Я знала, что так и будет, но у меня в животе начинает формироваться извечный комок из-за направления, в котором мы движемся. Секс – отличный. Разговоры – замечательные.
Однако здесь только мы вдвоём. Всё время. Не планируем вообще никуда выходить. Я понимаю, почему ему не хочется лететь в Нью-Йорк со мной на День Благодарения – об этом даже спрашивать излишне. Но сейчас всё становится уже смехотворным.
– Как насчёт книжного? – требую я.
– Ты можешь купить книги онлайн. С бесплатной двухдневной доставкой.
– Мне нужны ещё одни шорты для пробежек, – отстреливаюсь я.
– Тоже онлайн.
– Мне нужно подстричься, – немного отчаянно говоря я. – Это онлайн я сделать не могу.
Он пожимает плечами.
– Тогда иди подстригись.
– Ты пойдёшь со мной?
– Зачем мне с тобой идти? Мои волосы длинной в сантиметр, и я могу поддерживать их такими самостоятельно с помощью машинки.
– Но…
– Брось, Оливия, – резким голосом.
Я закрываю рот и поспешно вперяюсь взглядом в тумбу. А потом, из-за гнева, кипящим под болью, ничуть не нежно бросаю пачки с замороженным горохом на столешницу, поднимаясь на ноги.
– Пойду приму душ.
– Хорошо, – он возится со своим мобильником и даже не смотрит на меня.
Я отбиваюсь от острого желания ответить и мысленно считаю до трёх, давая ему шанс исправить своё поведение задницы.
Один, два, три…
– Эй, – говорит он, всё ещё не глядя на меня. – Я заказал на DVD дисках «Идентификацию Борна», их привезли вчера. Хочешь устроить марафон после того, как мы примем душ?

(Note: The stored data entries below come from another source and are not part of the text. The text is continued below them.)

//! Expanded names.
//!
//! Template names, modes, attribute-set names, and every other named
//! declaration are compared by expanded name: an optional namespace URI plus
//! a local part. Prefixes are resolved before a name reaches this layer.

use std::fmt;
use std::sync::Arc;

#[cfg(feature = "serde")]
use serde::{Deserialize, Serialize};

/// An expanded name (`{namespace-uri}local-part`).
///
/// Cloning is cheap: both parts are reference counted.
#[derive(Clone, PartialEq, Eq, Hash, PartialOrd, Ord)]
#[cfg_attr(feature = "serde", derive(Serialize, Deserialize))]
pub struct QName {
    /// Namespace URI, `None` for names in no namespace.
    namespace: Option<Arc<str>>,
    /// Local part.
    local: Arc<str>,
}

impl QName {
    /// Creates a name in no namespace.
    #[must_use]
    pub fn local(local: &str) -> Self {
        Self {
            namespace: None,
            local: local.into(),
        }
    }

    /// Creates a name in the given namespace.
    ///
    /// An empty namespace URI is the same as no namespace.
    #[must_use]
    pub fn new(namespace: &str, local: &str) -> Self {
        Self {
            namespace: (!namespace.is_empty()).then(|| namespace.into()),
            local: local.into(),
        }
    }

    /// Parses Clark notation (`{uri}local`), EQName notation (`Q{uri}local`),
    /// or a bare local name.
    ///
    /// Returns `None` if the braces are unbalanced or the local part is empty.
    #[must_use]
    pub fn parse(s: &str) -> Option<Self> {
        let s = s.trim();
        let s = s.strip_prefix('Q').filter(|r| r.starts_with('{')).unwrap_or(s);

        if let Some(rest) = s.strip_prefix('{') {
            let (uri, local) = rest.split_once('}')?;
            if local.is_empty() || local.contains(['{', '}']) {
                return None;
            }
            return Some(Self::new(uri, local));
        }

        if s.is_empty() || s.contains(['{', '}']) {
            None
        } else {
            Some(Self::local(s))
        }
    }

    /// Returns the namespace URI, if any.
    #[must_use]
    pub fn namespace(&self) -> Option<&str> {
        self.namespace.as_deref()
    }

    /// Returns the local part.
    #[must_use]
    pub fn local_name(&self) -> &str {
        &self.local
    }

    /// Returns true if this name has the given namespace and local part.
    #[must_use]
    pub fn matches(&self, namespace: Option<&str>, local: &str) -> bool {
        self.namespace() == namespace && self.local_name() == local
    }
}

impl fmt::Debug for QName {
    fn fmt(&self, f: &mut fmt::Formatter<'_>) -> fmt::Result {
        write!(f, "QName({self})")
    }
}

impl fmt::Display for QName {
    fn fmt(&self, f: &mut fmt::Formatter<'_>) -> fmt::Result {
        match &self.namespace {
            Some(ns) => write!(f, "{{{ns}}}{}", self.local),
            None => f.write_str(&self.local),
        }
    }
}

Я жду. Он по-прежнему не поднимает взгляда.
Ладно. Вот и всё.
Я выхватываю телефон из его руки, вынуждая Пола взглянуть на меня. Вместо извиняющегося вида, он выглядит озадаченным, и это ещё хуже.
– Нет, я не хочу ещё один бесконечный киномарафон, Пол. Как и не хочу провести весь чёртов день за книгами или ещё одной долгой прогулкой, где будем только мы вдвоём. Я не хочу продолжать уроки игры в шахматы, не хочу начинать новую аудиокнигу, которую ты получил по рассылке, не хочу пробовать свои силы в видеоиграх и не хочу снова идти в спортзал.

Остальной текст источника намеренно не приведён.